Wednesday, May 16, 2012

I had my ultrasound and bloodwork this morning to see how many follicles are growing.  She (the sonographer) counted 14 follicles, 8 in my left ovary and 6 in my right.  My estrogen levels looked good, so I am going to continue with the same dose of medication and go back for another ultrasound Friday to see the size of the follicles.  They were all too small today to measure.  From what I can tell, things are right on track.  I've also read that just because I have 14 now doesn't mean I'll have 14 a few days from now.  I could have more or less, depending on how they grow.  I'm thinking my actual Egg Retrieval will be either Monday or Tuesday next week.

As for how I'm feeling, the last 3 days have been surprisingly good.  After getting through the first couple of days, the back pain is gone and I'm only experiencing some mild cramping.  I'm happy to be feeling good, but am afraid that this is just the calm before the storm.  My doctor told me I would feel the worst after the egg retrieval.  I have to think that's because of all the meds being pumped into me and the needle aspirating each follicle in my ovaries...OUCH.  Good thing I will be out for that.  I was prescribed Tylenol 3 too, but I'm not sure I'll take it considering it can cause constipation.  On top of everything else, I don't want to be dealing with that too.  I will; however, take the Valium they have prescribed me for the Embryo Transfer.  They give you this to relax your uterus, so I am all about reeping the benefits of that pill, even if it's only for a few hours.

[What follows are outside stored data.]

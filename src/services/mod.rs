//! App Services
//!
//! Long-lived reactive state created in the App root (or the dashboard) and
//! shared through context.

mod dialog;
mod idle_timer;
mod session;
mod theme;

pub use dialog::{use_dialog, DialogContext, DialogKind};
pub use idle_timer::{provide_idle_timer, use_idle_timer};
pub use session::{use_session, SessionState};
pub use theme::{use_theme, ThemeContext};
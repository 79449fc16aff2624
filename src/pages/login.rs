//! Login Screen

use leptos::prelude::*;
use leptos::task::spawn_local;

use crate::api::{use_api, LoginArgs};
use crate::context::{use_app_context, Screen};
use crate::services::use_dialog;

#[component]
pub fn LoginPage() -> impl IntoView {
    let api = use_api();
    let ctx = use_app_context();
    let dialog = use_dialog();
    let (log_data, set_log_data) = signal(String::new());
    let (password, set_password) = signal(String::new());

    let on_submit = move |ev: web_sys::SubmitEvent| {
        ev.prevent_default();
        let api = api.clone();
        spawn_local(async move {
            let log_data = log_data.get_untracked();
            let password = password.get_untracked();
            let args = LoginArgs {
                log_data: log_data.trim(),
                password: &password,
            };
            match api.login(&args).await {
                Ok(()) => {
                    log::info!("[AUTH] signed in");
                    ctx.navigate(Screen::home());
                }
                Err(err) => dialog.info(err.user_message("Invalid login credentials")),
            }
        });
    };

    view! {
        <div class="auth-page">
            <h1>"Sign in"</h1>
            <form class="auth-form" on:submit=on_submit>
                <label>
                    "Email or Login"
                    <input
                        type="text"
                        required
                        autofocus
                        prop:value=move || log_data.get()
                        on:input=move |ev| set_log_data.set(event_target_value(&ev))
                    />
                </label>
                <label>
                    "Password"
                    <input
                        type="password"
                        required
                        prop:value=move || password.get()
                        on:input=move |ev| set_password.set(event_target_value(&ev))
                    />
                </label>
                <button type="submit" class="primary-btn">"Sign In"</button>
            </form>
            <p class="auth-switch">
                "Don't have an account? "
                <a href="#" on:click=move |ev| {
                    ev.prevent_default();
                    ctx.navigate(Screen::Register);
                }>"Register"</a>
            </p>
        </div>
    }
}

All in all, things are going well.  My tummy is getting sore and I've developed a few bruises, but nothing unbearable.  I'm half way through the process and feeling positive.  

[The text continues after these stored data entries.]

//! Auth Gate
//!
//! Public screens are for signed-out users, protected ones for signed-in
//! users. The gate checks the session once on mount and redirects.

use leptos::prelude::*;
use leptos::task::spawn_local;

use crate::api::use_api;
use crate::context::{use_app_context, Screen};

#[derive(Debug, Clone, Copy, PartialEq, Eq)]
pub enum Access {
    Public,
    Protected,
}

/// Where to send a user who may not see a screen, if anywhere
pub fn redirect_for(access: Access, authenticated: bool) -> Option<Screen> {
    match (access, authenticated) {
        (Access::Public, true) => Some(Screen::home()),
        (Access::Protected, false) => Some(Screen::Login),
        _ => None,
    }
}

/// Render `children` only when `access` allows the current session
#[component]
pub fn AuthGate(access: Access, children: ChildrenFn) -> impl IntoView {
    let api = use_api();
    let ctx = use_app_context();
    let (authenticated, set_authenticated) = signal::<Option<bool>>(None);

    spawn_local(async move {
        let signed_in = match api.current_user().await {
            Ok(user) => !user.username.is_empty(),
            Err(err) => {
                if !err.is_unauthenticated() {
                    log::warn!("[AUTH] session check failed: {}", err);
                }
                false
            }
        };
        // The gate may be gone by now
        let _ = set_authenticated.try_set(Some(signed_in));
    });

    Effect::new(move |_| {
        if let Some(signed_in) = authenticated.get() {
            if let Some(target) = redirect_for(access, signed_in) {
                ctx.navigate(target);
            }
        }
    });

    let allowed = move || {
        authenticated
            .get()
            .is_some_and(|signed_in| redirect_for(access, signed_in).is_none())
    };

    view! {
        <Show
            when=allowed
            fallback=move || {
                authenticated
                    .get()
                    .is_none()
                    .then(|| view! { <div class="auth-pending"><div class="spinner"></div></div> })
            }
        >
            {children()}
        </Show>
    }
}

#[cfg(test)]
mod tests {
    use super::*;

    #[test]
    fn test_redirects() {
        assert_eq!(redirect_for(Access::Public, false), None);
        assert_eq!(redirect_for(Access::Public, true), Some(Screen::home()));
        assert_eq!(redirect_for(Access::Protected, true), None);
        assert_eq!(redirect_for(Access::Protected, false), Some(Screen::Login));
    }
}
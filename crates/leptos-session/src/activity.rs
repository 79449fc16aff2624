//! Window-level user activity listeners

use wasm_bindgen::closure::Closure;
use wasm_bindgen::JsCast;

/// Interaction events that count as user activity
pub const ACTIVITY_EVENTS: [&str; 5] = ["mousemove", "mousedown", "click", "scroll", "keypress"];

/// One callback registered for every [`ACTIVITY_EVENTS`] entry on `window`.
/// Dropping it removes all of them together.
pub struct ActivityListeners {
    window: web_sys::Window,
    callback: Closure<dyn FnMut(web_sys::Event)>,
}

impl ActivityListeners {
    pub fn bind(on_activity: impl Fn() + 'static) -> Option<Self> {
        let window = web_sys::window()?;
        let callback = Closure::<dyn FnMut(web_sys::Event)>::new(move |_ev: web_sys::Event| {
            on_activity();
        });

        for event in ACTIVITY_EVENTS {
            if let Err(err) =
                window.add_event_listener_with_callback(event, callback.as_ref().unchecked_ref())
            {
                log::warn!("[IDLE] could not listen for {}: {:?}", event, err);
            }
        }
        Some(Self { window, callback })
    }
}

impl Drop for ActivityListeners {
    fn drop(&mut self) {
        for event in ACTIVITY_EVENTS {
            let _ = self
                .window
                .remove_event_listener_with_callback(event, self.callback.as_ref().unchecked_ref());
        }
    }
}
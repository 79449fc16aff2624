//! Label Commands

use serde::{Deserialize, Serialize};

use super::{ApiClient, ApiResult};
use crate::models::Label;

#[derive(Serialize)]
pub struct CreateLabelArgs<'a> {
    pub name: &'a str,
    pub project_id: u32,
}

#[derive(Debug, Deserialize)]
pub struct LabelCreated {
    pub label_id: u32,
}

impl ApiClient {
    pub async fn list_labels(&self, project_id: u32) -> ApiResult<Vec<Label>> {
        self.get(&format!("/label/by_project/{}", project_id)).await
    }

    pub async fn create_label(&self, args: &CreateLabelArgs<'_>) -> ApiResult<LabelCreated> {
        self.post("/label", args).await
    }

    pub async fn delete_label(&self, label_id: u32) -> ApiResult<()> {
        self.delete(&format!("/label/{}", label_id)).await
    }
}
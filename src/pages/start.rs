//! Start Screen

use leptos::prelude::*;

use crate::context::{use_app_context, Screen};

#[component]
pub fn StartPage() -> impl IntoView {
    let ctx = use_app_context();

    view! {
        <div class="start-page">
            <h1>"Taskboard"</h1>
            <p>"Plan projects, track tasks, run sprints."</p>
            <div class="start-actions">
                <button class="primary-btn" on:click=move |_| ctx.navigate(Screen::Login)>"Login"</button>
                <button class="secondary-btn" on:click=move |_| ctx.navigate(Screen::Register)>"Register"</button>
            </div>
        </div>
    }
}
//! Settings Page
//!
//! Theme and auto-logoff preferences. Changes apply immediately and are
//! saved to the backend.

use leptos::prelude::*;
use leptos::task::spawn_local;
use leptos_session::MS_PER_MINUTE;

use crate::api::{use_api, ApiClient};
use crate::config::{MAX_IDLE_MINUTES, MIN_IDLE_MINUTES};
use crate::models::{SettingsPatch, ThemeMode};
use crate::services::{use_idle_timer, use_theme};

/// Clamp a slider value into the allowed auto-logoff range
pub fn clamp_minutes(value: &str) -> Option<u32> {
    value
        .trim()
        .parse::<u32>()
        .ok()
        .map(|minutes| minutes.clamp(MIN_IDLE_MINUTES, MAX_IDLE_MINUTES))
}

/// Slider position for a timeout in milliseconds
pub fn minutes_from_ms(timeout_ms: u32) -> u32 {
    (timeout_ms / MS_PER_MINUTE).clamp(MIN_IDLE_MINUTES, MAX_IDLE_MINUTES)
}

fn save(api: &ApiClient, patch: SettingsPatch) {
    let api = api.clone();
    spawn_local(async move {
        if let Err(err) = api.update_settings(&patch).await {
            log::error!("[SETTINGS] failed to save {:?}: {}", patch, err);
        }
    });
}

#[component]
pub fn SettingsPage() -> impl IntoView {
    let api = use_api();
    let theme = use_theme();
    let timer = use_idle_timer();
    // The timer already holds the loaded policy; `/setting` refreshes it below
    let minutes = RwSignal::new(minutes_from_ms(timer.timeout_ms()));

    let load_api = api.clone();
    spawn_local(async move {
        match load_api.get_settings().await {
            Ok(settings) => {
                minutes.set(settings.auto_logoff_time.clamp(MIN_IDLE_MINUTES, MAX_IDLE_MINUTES));
                theme.apply(settings.theme_mode);
            }
            Err(err) => log::warn!("[SETTINGS] failed to load settings: {}", err),
        }
    });

    let theme_api = api.clone();
    let set_theme = move |mode: ThemeMode| theme.set_mode(&theme_api, mode);
    let set_light = set_theme.clone();

    let toggle_api = api.clone();
    let on_toggle = move |_: web_sys::Event| {
        timer.toggle();
        timer.reset_timer(Some(minutes.get_untracked() * MS_PER_MINUTE));
        save(
            &toggle_api,
            SettingsPatch {
                auto_logoff_enabled: Some(timer.is_enabled_untracked()),
                ..Default::default()
            },
        );
    };

    // Slider release commits the new time
    let on_commit = move |ev: web_sys::Event| {
        let Some(value) = clamp_minutes(&event_target_value(&ev)) else { return };
        minutes.set(value);
        timer.reset_timer(Some(value * MS_PER_MINUTE));
        save(
            &api,
            SettingsPatch {
                auto_logoff_time: Some(value),
                ..Default::default()
            },
        );
    };

    view! {
        <section class="settings-page">
            <h2>"Settings"</h2>
            <div class="setting-row theme-buttons">
                <button
                    class=move || if theme.is_dark() { "secondary-btn" } else { "primary-btn" }
                    on:click=move |_| set_light(ThemeMode::Light)
                >
                    "Light Mode"
                </button>
                <button
                    class=move || if theme.is_dark() { "primary-btn" } else { "secondary-btn" }
                    on:click=move |_| set_theme(ThemeMode::Dark)
                >
                    "Dark Mode"
                </button>
            </div>
            <div class="setting-row">
                <label class="switch">
                    <input type="checkbox" prop:checked=move || timer.is_enabled() on:change=on_toggle />
                    "Auto Logoff"
                </label>
            </div>
            <div class="setting-row slider-row">
                <label for="auto-logoff-minutes">"Auto Logoff Time (minutes)"</label>
                <input
                    id="auto-logoff-minutes"
                    type="range"
                    step="1"
                    min=MIN_IDLE_MINUTES.to_string()
                    max=MAX_IDLE_MINUTES.to_string()
                    prop:value=move || minutes.get().to_string()
                    on:input=move |ev| {
                        if let Some(value) = clamp_minutes(&event_target_value(&ev)) {
                            minutes.set(value);
                        }
                    }
                    on:change=on_commit
                />
                <span class="slider-value">{move || minutes.get()}</span>
            </div>
        </section>
    }
}

#[cfg(test)]
mod tests {
    use super::*;

    #[test]
    fn test_clamp_minutes() {
        assert_eq!(clamp_minutes("15"), Some(15));
        assert_eq!(clamp_minutes("0"), Some(MIN_IDLE_MINUTES));
        assert_eq!(clamp_minutes("500"), Some(MAX_IDLE_MINUTES));
        assert_eq!(clamp_minutes(""), None);
    }

    #[test]
    fn test_slider_starts_from_timer_timeout() {
        assert_eq!(minutes_from_ms(25 * MS_PER_MINUTE), 25);
        assert_eq!(minutes_from_ms(30_000), MIN_IDLE_MINUTES);
        assert_eq!(minutes_from_ms(leptos_session::MAX_DELAY_MS), MAX_IDLE_MINUTES);
    }
}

In one of my recent posts, I expressed how thankful I was for these doctors and the medical advances in infertility.  But, I forgot to mention how thankful I am for all the people in my life who have supported me from day 1.  We have amazing family and friends who are all hoping and praying for us and without this support system, I know the last 2 years would have been so much harder for us.  I know lots of people are praying and I'm praying too...hoping these prayers will finally be answered.